* **Your instructions**: In the lines below, look for "pipeline". Copy each line where it appears.

* **Excerpted records**:
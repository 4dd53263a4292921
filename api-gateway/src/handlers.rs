// ==============================================================================
// handlers.rs - API Request Handlers
// ==============================================================================
// Description: HTTP request handlers for the SNP classification API
// Author: Matt Barham
// Created: 2026-08-23
// Modified: 2026-08-23
// Version: 1.0.0
// ==============================================================================

use axum::{
    extract::{Multipart, State},
    http::StatusCode,
    response::{IntoResponse, Response},
    Json,
};
use chrono::Utc;
use tracing::{error, info, warn};

use snp_pheno_processor::models::TableFile;
use snp_pheno_processor::pipeline::process_batch;

use crate::{
    models::*,
    state::AppState,
    validator::TableKind,
};

const MISSING_FILES_MESSAGE: &str = "Please upload all required files";
const PROCESSING_FAILED_MESSAGE: &str = "An error occurred during file processing";

/// Root endpoint - API information
pub async fn root() -> Json<ApiInfoResponse> {
    Json(ApiInfoResponse {
        service: "SNP/Phenotype API Gateway",
        version: "1.0.0",
        endpoints: vec![
            "/health - Health check",
            "/upload - Classify SNP alleles against a phenotype table (POST, multipart)",
        ],
    })
}

/// Health check endpoint
pub async fn health_check() -> Json<HealthResponse> {
    Json(HealthResponse {
        status: "ok",
        version: "1.0.0",
        timestamp: Utc::now(),
    })
}

/// Table upload endpoint
///
/// Expects a multipart form with one `pheno_file` field (TSV) and one or
/// more `snp_files` fields (CSV). Everything is held in memory for the
/// duration of the request; nothing is written to disk or persisted.
pub async fn upload_tables(
    State(state): State<AppState>,
    mut multipart: Multipart,
) -> Result<Json<UploadResponse>, AppError> {
    info!("Received table upload request");

    let mut pheno_file: Option<TableFile> = None;
    let mut snp_files: Vec<TableFile> = Vec::new();

    // Process multipart form fields
    while let Some(field) = multipart
        .next_field()
        .await
        .map_err(|e| AppError::BadRequest(format!("Failed to read multipart field: {}", e)))?
    {
        let name = field.name().unwrap_or("").to_string();

        match name.as_str() {
            "pheno_file" => {
                let filename = field.file_name().unwrap_or("phenotype.tsv").to_string();
                let data = field.bytes().await.map_err(|e| {
                    AppError::BadRequest(format!("Failed to read phenotype file: {}", e))
                })?;

                let validated = state
                    .validator()
                    .validate_upload(&filename, &data, TableKind::Phenotype)
                    .map_err(|e| {
                        AppError::BadRequest(format!("Invalid phenotype file: {}", e))
                    })?;

                info!(
                    "Phenotype file validated: {} ({} bytes, SHA256: {})",
                    validated.safe_name,
                    validated.size,
                    &validated.hash_sha256[..16]
                );

                pheno_file = Some(TableFile::new(validated.safe_name, data.to_vec()));
            }

            "snp_files" => {
                let filename = field.file_name().unwrap_or("snp.csv").to_string();
                let data = field.bytes().await.map_err(|e| {
                    AppError::BadRequest(format!("Failed to read SNP file: {}", e))
                })?;

                let validated = state
                    .validator()
                    .validate_upload(&filename, &data, TableKind::Genotype)
                    .map_err(|e| AppError::BadRequest(format!("Invalid SNP file: {}", e)))?;

                info!(
                    "SNP file validated: {} ({} bytes, SHA256: {})",
                    validated.safe_name,
                    validated.size,
                    &validated.hash_sha256[..16]
                );

                snp_files.push(TableFile::new(validated.safe_name, data.to_vec()));
            }

            _ => {
                warn!("Unknown multipart field: {}", name);
            }
        }
    }

    // Validate required files
    let pheno_file =
        pheno_file.ok_or_else(|| AppError::BadRequest(MISSING_FILES_MESSAGE.to_string()))?;

    if snp_files.is_empty() {
        return Err(AppError::BadRequest(MISSING_FILES_MESSAGE.to_string()));
    }

    // Run the shared merge/classify pipeline. All-or-nothing: one bad file
    // fails the whole request, details stay in the server log.
    let data = process_batch(&pheno_file, &snp_files)
        .map_err(|e| AppError::Internal(format!("Batch processing failed: {}", e)))?;

    info!(
        "Upload processed: {} genotype file(s) classified",
        data.len()
    );

    Ok(Json(UploadResponse {
        success: true,
        data,
    }))
}

/// Application error type
#[derive(Debug)]
pub enum AppError {
    BadRequest(String),
    Internal(String),
}

impl IntoResponse for AppError {
    fn into_response(self) -> Response {
        // Plain-text error bodies; internal details are logged, not returned
        let (status, error_message) = match self {
            AppError::BadRequest(msg) => (StatusCode::BAD_REQUEST, msg),
            AppError::Internal(msg) => {
                error!("Internal error: {}", msg);
                (
                    StatusCode::INTERNAL_SERVER_ERROR,
                    PROCESSING_FAILED_MESSAGE.to_string(),
                )
            }
        };

        (status, error_message).into_response()
    }
}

* **Answer section**:
use snp_pheno_processor::pipeline::process_batch;
    // Run the shared merge/classify pipeline. All-or-nothing: one bad file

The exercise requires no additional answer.